Prior to the enactment of the Act, sailors had limited rights, regardless of the fact that they work in rather harsh conditions. Whenever an injury occurred, whether resulting from the actions/inaction of the captain or the rest of the crew, the sailor couldn’t hope for the provision of a compensatory sum.

Under general maritime law, sailors are entitled to solely maintenance and cure in the case of an accident. The term refers to a daily allowance that a sailor receives while they’re undergoing treatment. This sum is usually provided to cover household expenses. Cure refers to the amount that an employer pays to cover the treatment and the rehabilitation of the injured party.

Jones Act has increased the scope of the compensation, making it possible for injured seamen to collect additional damages.

Under other regulations, workers who are harmed in their line of work have to prove that negligence is the primary contributing factor. The Act is different because its primary purpose is to protect the most vulnerable members of crews working on ships and other vessels. It will be sufficient to demonstrate that negligence has contributed (even marginally) to harm for a crew member to have a valid case against their employer.

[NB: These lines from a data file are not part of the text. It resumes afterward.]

//! Chart payload decoding.
//!
//! The v8 chart endpoint returns one series per request:
//!
//! ```json
//! {"chart":{"result":[{"timestamp":[...],
//!   "indicators":{"quote":[{"open":[...],"high":[...],"low":[...],
//!   "close":[...],"volume":[...]}],"adjclose":[{"adjclose":[...]}]}}],
//!   "error":null}}
//! ```
//!
//! Quote arrays are parallel to `timestamp` and carry `null` at indexes
//! where no trade happened.

use chrono::DateTime;
use serde::Deserialize;
use thiserror::Error;

use chala_types::Candle;

/// Errors that can occur while decoding a chart payload.
#[derive(Error, Debug, Clone, PartialEq, Eq)]
pub enum ParseError {
    /// The provider reported a failure in the payload.
    #[error("Provider error: {code}: {description}")]
    Provider {
        /// Provider error code.
        code: String,
        /// Provider error description.
        description: String,
    },

    /// The payload carried no chart series.
    #[error("Response contains no chart series")]
    MissingSeries,

    /// A quote array did not match the timestamp count.
    #[error("'{field}' has {actual} entries, expected {expected}")]
    LengthMismatch {
        /// The mismatched field.
        field: &'static str,
        /// The timestamp count.
        expected: usize,
        /// The field's entry count.
        actual: usize,
    },

    /// A timestamp was outside the representable date range.
    #[error("Invalid timestamp in response: {0}")]
    InvalidTimestamp(i64),
}

/// Top-level chart response.
#[derive(Debug, Deserialize)]
pub struct ChartResponse {
    chart: Chart,
}

#[derive(Debug, Deserialize)]
struct Chart {
    result: Option<Vec<ChartResult>>,
    error: Option<ProviderError>,
}

#[derive(Debug, Deserialize)]
struct ProviderError {
    code: String,
    description: String,
}

#[derive(Debug, Deserialize)]
struct ChartResult {
    #[serde(default)]
    timestamp: Vec<i64>,
    indicators: Indicators,
}

#[derive(Debug, Deserialize)]
struct Indicators {
    #[serde(default)]
    quote: Vec<QuoteBlock>,
    #[serde(default)]
    adjclose: Vec<AdjCloseBlock>,
}

#[derive(Debug, Default, Deserialize)]
struct QuoteBlock {
    #[serde(default)]
    open: Vec<Option<f64>>,
    #[serde(default)]
    high: Vec<Option<f64>>,
    #[serde(default)]
    low: Vec<Option<f64>>,
    #[serde(default)]
    close: Vec<Option<f64>>,
    #[serde(default)]
    volume: Vec<Option<u64>>,
}

#[derive(Debug, Deserialize)]
struct AdjCloseBlock {
    #[serde(default)]
    adjclose: Vec<Option<f64>>,
}

/// Flattens a decoded chart response into daily candles, sorted by date.
///
/// Rows with a missing open, high, low, or close (holidays, halted
/// sessions) are skipped. A missing adjclose block falls back to the raw
/// close; a null volume becomes 0.
///
/// # Errors
///
/// Returns an error if the provider reported a failure, the series is
/// missing, or the quote arrays do not line up with the timestamps.
pub fn candles_from_response(response: ChartResponse) -> Result<Vec<Candle>, ParseError> {
    let chart = response.chart;
    if let Some(error) = chart.error {
        return Err(ParseError::Provider {
            code: error.code,
            description: error.description,
        });
    }

    let result = chart
        .result
        .and_then(|mut results| {
            if results.is_empty() {
                None
            } else {
                Some(results.remove(0))
            }
        })
        .ok_or(ParseError::MissingSeries)?;

    let expected = result.timestamp.len();
    let quote = result.indicators.quote.into_iter().next().unwrap_or_default();
    let adjclose = result
        .indicators
        .adjclose
        .into_iter()
        .next()
        .map(|block| block.adjclose)
        .unwrap_or_default();

    check_len("open", &quote.open, expected)?;
    check_len("high", &quote.high, expected)?;
    check_len("low", &quote.low, expected)?;
    check_len("close", &quote.close, expected)?;
    check_len("volume", &quote.volume, expected)?;

    let mut candles = Vec::with_capacity(expected);
    for (i, &ts) in result.timestamp.iter().enumerate() {
        let date = DateTime::from_timestamp(ts, 0)
            .ok_or(ParseError::InvalidTimestamp(ts))?
            .date_naive();

        let (Some(open), Some(high), Some(low), Some(close)) =
            (quote.open[i], quote.high[i], quote.low[i], quote.close[i])
        else {
            continue;
        };

        let adj_close = adjclose.get(i).copied().flatten().unwrap_or(close);
        let volume = quote.volume[i].unwrap_or(0);
        candles.push(Candle::new(date, open, high, low, close, adj_close, volume));
    }

    candles.sort_by_key(|candle| candle.date);
    Ok(candles)
}

fn check_len<T>(field: &'static str, values: &[T], expected: usize) -> Result<(), ParseError> {
    if values.len() == expected {
        Ok(())
    } else {
        Err(ParseError::LengthMismatch {
            field,
            expected,
            actual: values.len(),
        })
    }
}

#[cfg(test)]
mod tests {
    use super::*;
    use chrono::NaiveDate;

    fn decode(payload: &str) -> ChartResponse {
        serde_json::from_str(payload).unwrap()
    }

    // 2023-01-03 .. 2023-01-05, 14:30 UTC session opens.
    const THREE_DAYS: &str = r#"{
        "chart": {
            "result": [{
                "meta": {"currency": "USD", "symbol": "ABC"},
                "timestamp": [1672756200, 1672842600, 1672929000],
                "indicators": {
                    "quote": [{
                        "open": [130.28, 126.89, 127.13],
                        "high": [130.90, 128.66, 127.77],
                        "low": [124.17, 125.08, 124.76],
                        "close": [125.07, 126.36, 125.02],
                        "volume": [112117500, 89113600, 80962700]
                    }],
                    "adjclose": [{"adjclose": [124.22, 125.50, 124.17]}]
                }
            }],
            "error": null
        }
    }"#;

    #[test]
    fn test_decode_three_days() {
        let candles = candles_from_response(decode(THREE_DAYS)).unwrap();
        assert_eq!(candles.len(), 3);

        let first = candles[0];
        assert_eq!(first.date, NaiveDate::from_ymd_opt(2023, 1, 3).unwrap());
        assert!((first.open - 130.28).abs() < 1e-9);
        assert!((first.close - 125.07).abs() < 1e-9);
        assert!((first.adj_close - 124.22).abs() < 1e-9);
        assert_eq!(first.volume, 112_117_500);

        assert_eq!(
            candles[2].date,
            NaiveDate::from_ymd_opt(2023, 1, 5).unwrap()
        );
    }

    #[test]
    fn test_null_rows_are_skipped() {
        let payload = r#"{
            "chart": {
                "result": [{
                    "timestamp": [1672756200, 1672842600],
                    "indicators": {
                        "quote": [{
                            "open": [130.28, null],
                            "high": [130.90, null],
                            "low": [124.17, null],
                            "close": [125.07, null],
                            "volume": [112117500, null]
                        }]
                    }
                }],
                "error": null
            }
        }"#;
        let candles = candles_from_response(decode(payload)).unwrap();
        assert_eq!(candles.len(), 1);
        assert_eq!(
            candles[0].date,
            NaiveDate::from_ymd_opt(2023, 1, 3).unwrap()
        );
    }

    #[test]
    fn test_missing_adjclose_falls_back_to_close() {
        let payload = r#"{
            "chart": {
                "result": [{
                    "timestamp": [1672756200],
                    "indicators": {
                        "quote": [{
                            "open": [130.28],
                            "high": [130.90],
                            "low": [124.17],
                            "close": [125.07],
                            "volume": [112117500]
                        }]
                    }
                }],
                "error": null
            }
        }"#;
        let candles = candles_from_response(decode(payload)).unwrap();
        assert!((candles[0].adj_close - 125.07).abs() < 1e-9);
    }

    #[test]
    fn test_provider_error_is_surfaced() {
        let payload = r#"{
            "chart": {
                "result": null,
                "error": {"code": "Not Found", "description": "No data found, symbol may be delisted"}
            }
        }"#;
        let error = candles_from_response(decode(payload)).unwrap_err();
        assert_eq!(
            error,
            ParseError::Provider {
                code: "Not Found".to_string(),
                description: "No data found, symbol may be delisted".to_string(),
            }
        );
    }

    #[test]
    fn test_missing_series_is_rejected() {
        let payload = r#"{"chart": {"result": [], "error": null}}"#;
        assert_eq!(
            candles_from_response(decode(payload)).unwrap_err(),
            ParseError::MissingSeries
        );
    }

    #[test]
    fn test_length_mismatch_is_rejected() {
        let payload = r#"{
            "chart": {
                "result": [{
                    "timestamp": [1672756200, 1672842600],
                    "indicators": {
                        "quote": [{
                            "open": [130.28],
                            "high": [130.90],
                            "low": [124.17],
                            "close": [125.07],
                            "volume": [112117500]
                        }]
                    }
                }],
                "error": null
            }
        }"#;
        assert!(matches!(
            candles_from_response(decode(payload)).unwrap_err(),
            ParseError::LengthMismatch {
                field: "open",
                expected: 2,
                actual: 1,
            }
        ));
    }

    #[test]
    fn test_empty_series_decodes_to_no_candles() {
        let payload = r#"{
            "chart": {
                "result": [{
                    "timestamp": [],
                    "indicators": {"quote": [{}]}
                }],
                "error": null
            }
        }"#;
        let candles = candles_from_response(decode(payload)).unwrap();
        assert!(candles.is_empty());
    }
}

Other Laws Protecting Maritime Workers

Several additional statutes have been enacted through the years to protect vessel workers.

The Longshore and Harbor Workers’ Compensation Act is one such program. Under LHWCA, compensation is to be provided in the case of injuries and death that occur in the navigable waters of the US.

This statute offers coverage to port, dock, terminal and offshore drilling platform workers. Many of these individuals are not entitled to coverage under the Jones Act because they do not satisfy the seamen requirements.

LHCWA was enacted in 1927, and it envisions the provision of medical care assistance, income benefits and death benefits to workers. Temporary disability benefits are also enabled to individuals who suffer permanent injuries and are incapable of working. The disability payment will be for life, and it may be either a total or a partial one.

The Outer Continental Shelf Lands Act (OCSLA) is also an important statute.

Under OCSLA, individuals who work on offshore platforms and other fixed structures at sea are entitled to compensations, as well. The act is an extension of LHCWA, and it was enacted in 1953. Under this statute, coverage is available to individuals working on oil rigs and platforms, ship builders and repair professionals, harbor workers, longshoremen and dock men.

OCSLA envisions the provision of medical coverage, disability benefits, and death benefits. Rehabilitation and retraining benefits may also be available to the workers who sustain a permanent injury and are incapable of going back to their previous position.